Retiring Arizona Prison Watch...


This site was originally started in July 2009 as an independent endeavor to monitor conditions in Arizona's criminal justice system, as well as offer some critical analysis of the prison industrial complex from a prison abolitionist/anarchist's perspective. It was begun in the aftermath of the death of Marcia Powell, a 48 year old AZ state prisoner who was left in an outdoor cage in the desert sun for over four hours while on a 10-minute suicide watch. That was at ASPC-Perryville, in Goodyear, AZ, in May 2009.

Marcia, a seriously mentally ill woman with a meth habit sentenced to the minimum mandatory 27 months in prison for prostitution was already deemed by society as disposable. She was therefore easily ignored by numerous prison officers as she pleaded for water and relief from the sun for four hours.
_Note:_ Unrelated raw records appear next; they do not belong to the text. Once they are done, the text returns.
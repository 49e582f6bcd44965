use axum::{
    http::StatusCode,
    response::{IntoResponse, Response},
    Json,
};
use serde::Serialize;
use validator::Validate;

use crate::errors::ServiceError;

/// Standard success response
pub fn success_response<T: Serialize>(data: T) -> Response {
    (StatusCode::OK, Json(data)).into_response()
}

/// Standard created response
pub fn created_response<T: Serialize>(data: T) -> Response {
    (StatusCode::CREATED, Json(data)).into_response()
}

/// Validate request input
pub fn validate_input<T: Validate>(input: &T) -> Result<(), ServiceError> {
    input
        .validate()
        .map_err(|e| ServiceError::ValidationError(format!("Validation failed: {e}")))
}
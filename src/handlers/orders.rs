use axum::{
    extract::{Path, Query, State},
    response::IntoResponse,
    Json,
};
use sea_orm::{ColumnTrait, EntityTrait, PaginatorTrait, QueryFilter, QueryOrder};
use serde::{Deserialize, Serialize};
use uuid::Uuid;
use validator::Validate;

use crate::{
    entities::{
        order::{self, Entity as OrderEntity, OrderStatus},
        order_item::{self, Entity as OrderItemEntity},
        order_status_history::{self, Entity as OrderStatusHistoryEntity},
    },
    errors::ServiceError,
    handlers::common::{success_response, validate_input},
    ApiResponse, AppState, ListQuery, PaginatedResponse,
};

#[derive(Debug, Deserialize)]
pub struct OrderListFilter {
    pub customer_id: Option<Uuid>,
    pub status: Option<String>,
}

#[derive(Debug, Deserialize, Validate)]
pub struct UpdateStatusRequest {
    #[validate(length(min = 1))]
    pub status: String,
    #[serde(default)]
    pub override_terminal: bool,
    pub message: Option<String>,
}

#[derive(Debug, Deserialize, Validate)]
pub struct ConfirmPaymentRequest {
    #[validate(length(min = 1))]
    pub verified_by: String,
    #[validate(length(min = 1))]
    pub transaction_ref: String,
}

#[derive(Debug, Serialize)]
pub struct OrderDetail {
    #[serde(flatten)]
    pub order: order::Model,
    pub items: Vec<order_item::Model>,
    pub status_history: Vec<order_status_history::Model>,
}

/// GET /api/v1/orders
pub async fn list_orders(
    State(state): State<AppState>,
    Query(pagination): Query<ListQuery>,
    Query(filter): Query<OrderListFilter>,
) -> Result<impl IntoResponse, ServiceError> {
    let mut query = OrderEntity::find().order_by_desc(order::Column::CreatedAt);
    if let Some(customer_id) = filter.customer_id {
        query = query.filter(order::Column::CustomerId.eq(customer_id));
    }
    if let Some(status) = filter.status.as_deref() {
        let status = OrderStatus::parse(status).ok_or_else(|| {
            ServiceError::ValidationError(format!("Unknown order status '{status}'"))
        })?;
        query = query.filter(order::Column::OrderStatus.eq(status.as_str()));
    }

    let limit = pagination.limit.clamp(1, 100);
    let page = pagination.page.max(1);
    let paginator = query.paginate(&*state.db, limit);
    let total = paginator.num_items().await?;
    let items = paginator.fetch_page(page - 1).await?;
    let total_pages = total.div_ceil(limit);

    Ok(success_response(ApiResponse::success(PaginatedResponse {
        items,
        total,
        page,
        limit,
        total_pages,
    })))
}

/// GET /api/v1/orders/:id
///
/// Reads go through the expiry fast path so a stale `payment_pending` order
/// is never shown as still payable past its window.
pub async fn get_order(
    State(state): State<AppState>,
    Path(id): Path<Uuid>,
) -> Result<impl IntoResponse, ServiceError> {
    let order = OrderEntity::find_by_id(id)
        .one(&*state.db)
        .await?
        .ok_or_else(|| ServiceError::NotFound(format!("Order {id} not found")))?;
    let order = state.services.expiry.reconcile(order).await?;

    let items = OrderItemEntity::find()
        .filter(order_item::Column::OrderId.eq(id))
        .all(&*state.db)
        .await?;
    let status_history = OrderStatusHistoryEntity::find()
        .filter(order_status_history::Column::OrderId.eq(id))
        .order_by_asc(order_status_history::Column::CreatedAt)
        .all(&*state.db)
        .await?;

    Ok(success_response(ApiResponse::success(OrderDetail {
        order,
        items,
        status_history,
    })))
}

/// PUT /api/v1/orders/:id/status
pub async fn update_order_status(
    State(state): State<AppState>,
    Path(id): Path<Uuid>,
    Json(request): Json<UpdateStatusRequest>,
) -> Result<impl IntoResponse, ServiceError> {
    validate_input(&request)?;
    let new_status = OrderStatus::parse(&request.status).ok_or_else(|| {
        ServiceError::ValidationError(format!("Unknown order status '{}'", request.status))
    })?;
    let order = state
        .services
        .order_status
        .update_status(id, new_status, request.override_terminal, request.message)
        .await?;
    Ok(success_response(ApiResponse::success(order)))
}

/// POST /api/v1/orders/:id/confirm-payment
pub async fn confirm_payment(
    State(state): State<AppState>,
    Path(id): Path<Uuid>,
    Json(request): Json<ConfirmPaymentRequest>,
) -> Result<impl IntoResponse, ServiceError> {
    validate_input(&request)?;
    let order = state
        .services
        .order_status
        .confirm_manual_payment(id, &request.verified_by, &request.transaction_ref)
        .await?;
    Ok(success_response(ApiResponse::success(order)))
}

/// POST /api/v1/orders/:id/retry-payment
pub async fn retry_payment(
    State(state): State<AppState>,
    Path(id): Path<Uuid>,
) -> Result<impl IntoResponse, ServiceError> {
    let order = state.services.payments.retry_payment(id).await?;
    Ok(success_response(ApiResponse::success(order)))
}
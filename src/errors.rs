use axum::{
    http::StatusCode,
    response::{IntoResponse, Response},
    Json,
};
use chrono::Utc;
use sea_orm::error::DbErr;
use serde::{Deserialize, Serialize};
use serde_json::json;

/// Error body returned to API callers.
#[derive(Debug, Serialize, Deserialize)]
pub struct ErrorResponse {
    /// HTTP status category (e.g. "Not Found", "Bad Request").
    pub error: String,
    /// Human-readable error description.
    pub message: String,
    /// ISO 8601 timestamp when the error occurred.
    pub timestamp: String,
}

#[derive(Debug, thiserror::Error)]
pub enum ServiceError {
    // Checkout validation failures; each surfaces a specific reason to the
    // caller.
    #[error("Cart is empty")]
    EmptyCart,

    #[error("Address not found: {0}")]
    AddressNotFound(String),

    #[error("Variant not found: {0}")]
    VariantNotFound(String),

    #[error("Insufficient stock for {0}")]
    InsufficientStock(String),

    #[error("Coupon invalid: {0}")]
    CouponInvalid(String),

    // Payment lifecycle failures.
    #[error("Payment initiation failed: {0}")]
    PaymentInitiationFailed(String),

    #[error("Payment verification failed")]
    PaymentVerificationFailed,

    #[error("Order payment window has expired")]
    OrderExpired,

    #[error("Order is already paid")]
    OrderAlreadyPaid,

    #[error("Illegal status transition: {0}")]
    IllegalTransition(String),

    // Ambient failures.
    #[error("Database error: {0}")]
    DatabaseError(#[from] DbErr),

    #[error("Not found: {0}")]
    NotFound(String),

    #[error("Validation error: {0}")]
    ValidationError(String),

    #[error("Invalid operation: {0}")]
    InvalidOperation(String),

    #[error("External service error: {0}")]
    ExternalServiceError(String),

    #[error("Internal error: {0}")]
    InternalError(String),
}

impl From<validator::ValidationErrors> for ServiceError {
    fn from(err: validator::ValidationErrors) -> Self {
        ServiceError::ValidationError(err.to_string())
    }
}

impl ServiceError {
    /// Single source of truth for error-to-status mapping.
    pub fn status_code(&self) -> StatusCode {
        match self {
            Self::EmptyCart
            | Self::VariantNotFound(_)
            | Self::CouponInvalid(_)
            | Self::ValidationError(_)
            | Self::InvalidOperation(_)
            | Self::IllegalTransition(_) => StatusCode::BAD_REQUEST,
            Self::AddressNotFound(_) | Self::NotFound(_) => StatusCode::NOT_FOUND,
            Self::InsufficientStock(_) => StatusCode::UNPROCESSABLE_ENTITY,
            Self::PaymentInitiationFailed(_) | Self::ExternalServiceError(_) => {
                StatusCode::BAD_GATEWAY
            }
            Self::PaymentVerificationFailed => StatusCode::PAYMENT_REQUIRED,
            Self::OrderExpired | Self::OrderAlreadyPaid => StatusCode::CONFLICT,
            Self::DatabaseError(_) | Self::InternalError(_) => StatusCode::INTERNAL_SERVER_ERROR,
        }
    }

    /// Message suitable for HTTP responses. Internal errors return generic
    /// text to avoid leaking implementation details.
    pub fn response_message(&self) -> String {
        match self {
            Self::DatabaseError(_) => "Database error".to_string(),
            Self::InternalError(_) => "Internal server error".to_string(),
            _ => self.to_string(),
        }
    }
}

impl IntoResponse for ServiceError {
    fn into_response(self) -> Response {
        let status = self.status_code();
        if status.is_server_error() {
            tracing::error!(error = %self, "request failed");
        }
        let body = ErrorResponse {
            error: status.canonical_reason().unwrap_or("Unknown").to_string(),
            message: self.response_message(),
            timestamp: Utc::now().to_rfc3339(),
        };
        (status, Json(json!(body))).into_response()
    }
}

#[cfg(test)]
mod tests {
    use super::*;

    #[test]
    fn status_codes() {
        assert_eq!(
            ServiceError::EmptyCart.status_code(),
            StatusCode::BAD_REQUEST
        );
        assert_eq!(
            ServiceError::InsufficientStock("x".into()).status_code(),
            StatusCode::UNPROCESSABLE_ENTITY
        );
        assert_eq!(
            ServiceError::OrderExpired.status_code(),
            StatusCode::CONFLICT
        );
        assert_eq!(
            ServiceError::PaymentVerificationFailed.status_code(),
            StatusCode::PAYMENT_REQUIRED
        );
    }

    #[test]
    fn internal_details_are_scrubbed() {
        let err = ServiceError::InternalError("connection pool exhausted".into());
        assert_eq!(err.response_message(), "Internal server error");
        let err = ServiceError::CouponInvalid("Coupon has expired".into());
        assert!(err.response_message().contains("expired"));
    }
}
She was ultimately found collapsed in her own feces, with second degree burns on her body, her organs failing, and her body exceeding the 108 degrees the thermometer would record. 16 officers and staff were disciplined for her death, but no one was ever prosecuted for her homicide. Her story is here.

Marcia's death and this blog compelled me to work for the next 5 1/2 years to document and challenge the prison industrial complex in AZ, most specifically as manifested in the Arizona Department of Corrections. I corresponded with over 1,000 prisoners in that time, as well as many of their loved ones, offering all what resources I could find for fighting the AZ DOC themselves - most regarding their health or matters of personal safety.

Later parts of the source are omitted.